▶ **What is required**: Using the data below, please return every line exactly as given.

▶ **Data excerpts**:
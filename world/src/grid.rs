use sundial_core::{CellCoord, Direction, OccupancyView, Occupant};

#[derive(Clone, Copy, Debug, PartialEq, Eq)]
pub(crate) enum Terrain {
    Ground,
    Void,
}

/// Dense occupancy grid. Each cell holds at most one occupant; empty cells are ground
/// unless the terrain layer marks them as void.
#[derive(Clone, Debug)]
pub(crate) struct GridWorld {
    width: u32,
    height: u32,
    cells: Vec<Option<Occupant>>,
    terrain: Vec<Terrain>,
}

impl GridWorld {
    pub(crate) fn new(width: u32, height: u32) -> Self {
        let capacity_u64 = u64::from(width) * u64::from(height);
        let capacity = usize::try_from(capacity_u64).unwrap_or(0);
        Self {
            width,
            height,
            cells: vec![None; capacity],
            terrain: vec![Terrain::Ground; capacity],
        }
    }

    pub(crate) fn in_bounds(&self, cell: CellCoord) -> bool {
        self.index(cell).is_some()
    }

    pub(crate) fn neighbor(&self, cell: CellCoord, direction: Direction) -> CellCoord {
        cell.neighbor(direction)
    }

    pub(crate) fn get(&self, cell: CellCoord) -> Option<Occupant> {
        self.index(cell)
            .and_then(|index| self.cells.get(index).copied().flatten())
    }

    pub(crate) fn set(&mut self, cell: CellCoord, occupant: Option<Occupant>) {
        if let Some(index) = self.index(cell) {
            if let Some(slot) = self.cells.get_mut(index) {
                *slot = occupant;
            }
        }
    }

    /// Moves whatever occupies `from` into `to`, replacing any occupant of `to`.
    pub(crate) fn relocate(&mut self, from: CellCoord, to: CellCoord) {
        let occupant = self.get(from);
        self.set(from, None);
        self.set(to, occupant);
    }

    pub(crate) fn is_void(&self, cell: CellCoord) -> bool {
        self.index(cell)
            .and_then(|index| self.terrain.get(index))
            .map_or(false, |terrain| *terrain == Terrain::Void)
    }

    pub(crate) fn set_terrain(&mut self, cell: CellCoord, terrain: Terrain) {
        if let Some(index) = self.index(cell) {
            if let Some(slot) = self.terrain.get_mut(index) {
                *slot = terrain;
            }
        }
    }

    /// Reports whether the cell is in bounds, unoccupied and plain ground.
    pub(crate) fn is_open_ground(&self, cell: CellCoord) -> bool {
        self.in_bounds(cell) && self.get(cell).is_none() && !self.is_void(cell)
    }

    pub(crate) fn view(&self) -> OccupancyView<'_> {
        OccupancyView::new(&self.cells, self.width, self.height)
    }

    pub(crate) fn dimensions(&self) -> (u32, u32) {
        (self.width, self.height)
    }

    fn index(&self, cell: CellCoord) -> Option<usize> {
        let x = u32::try_from(cell.x()).ok()?;
        let y = u32::try_from(cell.y()).ok()?;
        if x < self.width && y < self.height {
            let row = usize::try_from(y).ok()?;
            let column = usize::try_from(x).ok()?;
            let width = usize::try_from(self.width).ok()?;
            Some(row * width + column)
        } else {
            None
        }
    }
}

#[cfg(test)]
mod tests {
    use super::*;
    use sundial_core::{EntityId, GridObjectKind};

    fn wall(id: u32) -> Occupant {
        Occupant {
            id: EntityId::new(id),
            kind: GridObjectKind::Wall,
        }
    }

    #[test]
    fn out_of_bounds_reads_are_empty_and_writes_are_ignored() {
        let mut grid = GridWorld::new(3, 2);
        let outside = CellCoord::new(3, 0);

        grid.set(outside, Some(wall(1)));

        assert!(!grid.in_bounds(outside));
        assert!(!grid.in_bounds(CellCoord::new(-1, 1)));
        assert_eq!(grid.get(outside), None);
        assert!(grid.view().iter().all(|cell| cell.is_none()));
    }

    #[test]
    fn relocate_keeps_a_single_occupant() {
        let mut grid = GridWorld::new(3, 3);
        let from = CellCoord::new(0, 0);
        let to = CellCoord::new(0, 1);
        grid.set(from, Some(wall(4)));

        grid.relocate(from, to);

        assert_eq!(grid.get(from), None);
        assert_eq!(grid.get(to), Some(wall(4)));
        assert_eq!(grid.view().iter().flatten().count(), 1);
    }

    #[test]
    fn void_cells_are_not_open_ground() {
        let mut grid = GridWorld::new(2, 2);
        let hole = CellCoord::new(1, 1);
        grid.set_terrain(hole, Terrain::Void);

        assert!(grid.is_void(hole));
        assert!(!grid.is_open_ground(hole));
        assert!(grid.is_open_ground(CellCoord::new(0, 1)));
        assert!(!grid.is_open_ground(CellCoord::new(2, 1)));
    }

    #[test]
    fn neighbor_may_leave_the_grid() {
        let grid = GridWorld::new(2, 2);
        let edge = grid.neighbor(CellCoord::new(0, 0), Direction::Left);
        assert_eq!(edge, CellCoord::new(-1, 0));
        assert!(!grid.in_bounds(edge));
    }
}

▶ **Finished task**:
filename world/src/grid.rs
use sundial_core::{CellCoord, Direction, OccupancyView, Occupant};

#[derive(Clone, Copy, Debug, PartialEq, Eq)]
pub(crate) enum Terrain {
    Ground,
    Void,
}

/// Dense occupancy grid. Each cell holds at most one occupant; empty cells are ground
/// unless the terrain layer marks them as void.
#[derive(Clone, Debug)]
pub(crate) struct GridWorld {
    width: u32,
    height: u32,
    cells: Vec<Option<Occupant>>,
    terrain: Vec<Terrain>,
}

impl GridWorld {
    pub(crate) fn new(width: u32, height: u32) -> Self {
        let capacity_u64 = u64::from(width) * u64::from(height);
        let capacity = usize::try_from(capacity_u64).unwrap_or(0);
        Self {
            width,
            height,
            cells: vec![None; capacity],
            terrain: vec![Terrain::Ground; capacity],
        }
    }

    pub(crate) fn in_bounds(&self, cell: CellCoord) -> bool {
        self.index(cell).is_some()
    }

    pub(crate) fn neighbor(&self, cell: CellCoord, direction: Direction) -> CellCoord {
        cell.neighbor(direction)
    }

    pub(crate) fn get(&self, cell: CellCoord) -> Option<Occupant> {
        self.index(cell)
            .and_then(|index| self.cells.get(index).copied().flatten())
    }

    pub(crate) fn set(&mut self, cell: CellCoord, occupant: Option<Occupant>) {
        if let Some(index) = self.index(cell) {
            if let Some(slot) = self.cells.get_mut(index) {
                *slot = occupant;
            }
        }
    }

    /// Moves whatever occupies `from` into `to`, replacing any occupant of `to`.
    pub(crate) fn relocate(&mut self, from: CellCoord, to: CellCoord) {
        let occupant = self.get(from);
        self.set(from, None);
        self.set(to, occupant);
    }

    pub(crate) fn is_void(&self, cell: CellCoord) -> bool {
        self.index(cell)
            .and_then(|index| self.terrain.get(index))
            .map_or(false, |terrain| *terrain == Terrain::Void)
    }

    pub(crate) fn set_terrain(&mut self, cell: CellCoord, terrain: Terrain) {
        if let Some(index) = self.index(cell) {
            if let Some(slot) = self.terrain.get_mut(index) {
                *slot = terrain;
            }
        }
    }

    /// Reports whether the cell is in bounds, unoccupied and plain ground.
    pub(crate) fn is_open_ground(&self, cell: CellCoord) -> bool {
        self.in_bounds(cell) && self.get(cell).is_none() && !self.is_void(cell)
    }

    pub(crate) fn view(&self) -> OccupancyView<'_> {
        OccupancyView::new(&self.cells, self.width, self.height)
    }

    pub(crate) fn dimensions(&self) -> (u32, u32) {
        (self.width, self.height)
    }

    fn index(&self, cell: CellCoord) -> Option<usize> {
        let x = u32::try_from(cell.x()).ok()?;
        let y = u32::try_from(cell.y()).ok()?;
        if x < self.width && y < self.height {
            let row = usize::try_from(y).ok()?;
            let column = usize::try_from(x).ok()?;
            let width = usize::try_from(self.width).ok()?;
            Some(row * width + column)
        } else {
            None
        }
    }
}

#[cfg(test)]
mod tests {
    use super::*;
    use sundial_core::{EntityId, GridObjectKind};

    fn wall(id: u32) -> Occupant {
        Occupant {
            id: EntityId::new(id),
            kind: GridObjectKind::Wall,
        }
    }

    #[test]
    fn out_of_bounds_reads_are_empty_and_writes_are_ignored() {
        let mut grid = GridWorld::new(3, 2);
        let outside = CellCoord::new(3, 0);

        grid.set(outside, Some(wall(1)));

        assert!(!grid.in_bounds(outside));
        assert!(!grid.in_bounds(CellCoord::new(-1, 1)));
        assert_eq!(grid.get(outside), None);
        assert!(grid.view().iter().all(|cell| cell.is_none()));
    }

    #[test]
    fn relocate_keeps_a_single_occupant() {
        let mut grid = GridWorld::new(3, 3);
        let from = CellCoord::new(0, 0);
        let to = CellCoord::new(0, 1);
        grid.set(from, Some(wall(4)));

        grid.relocate(from, to);

        assert_eq!(grid.get(from), None);
        assert_eq!(grid.get(to), Some(wall(4)));
        assert_eq!(grid.view().iter().flatten().count(), 1);
    }

    #[test]
    fn void_cells_are_not_open_ground() {
        let mut grid = GridWorld::new(2, 2);
        let hole = CellCoord::new(1, 1);
        grid.set_terrain(hole, Terrain::Void);

        assert!(grid.is_void(hole));
        assert!(!grid.is_open_ground(hole));
        assert!(grid.is_open_ground(CellCoord::new(0, 1)));
        assert!(!grid.is_open_ground(CellCoord::new(2, 1)));
    }

    #[test]
    fn neighbor_may_leave_the_grid() {
        let grid = GridWorld::new(2, 2);
        let edge = grid.neighbor(CellCoord::new(0, 0), Direction::Left);
        assert_eq!(edge, CellCoord::new(-1, 0));
        assert!(!grid.in_bounds(edge));
    }
}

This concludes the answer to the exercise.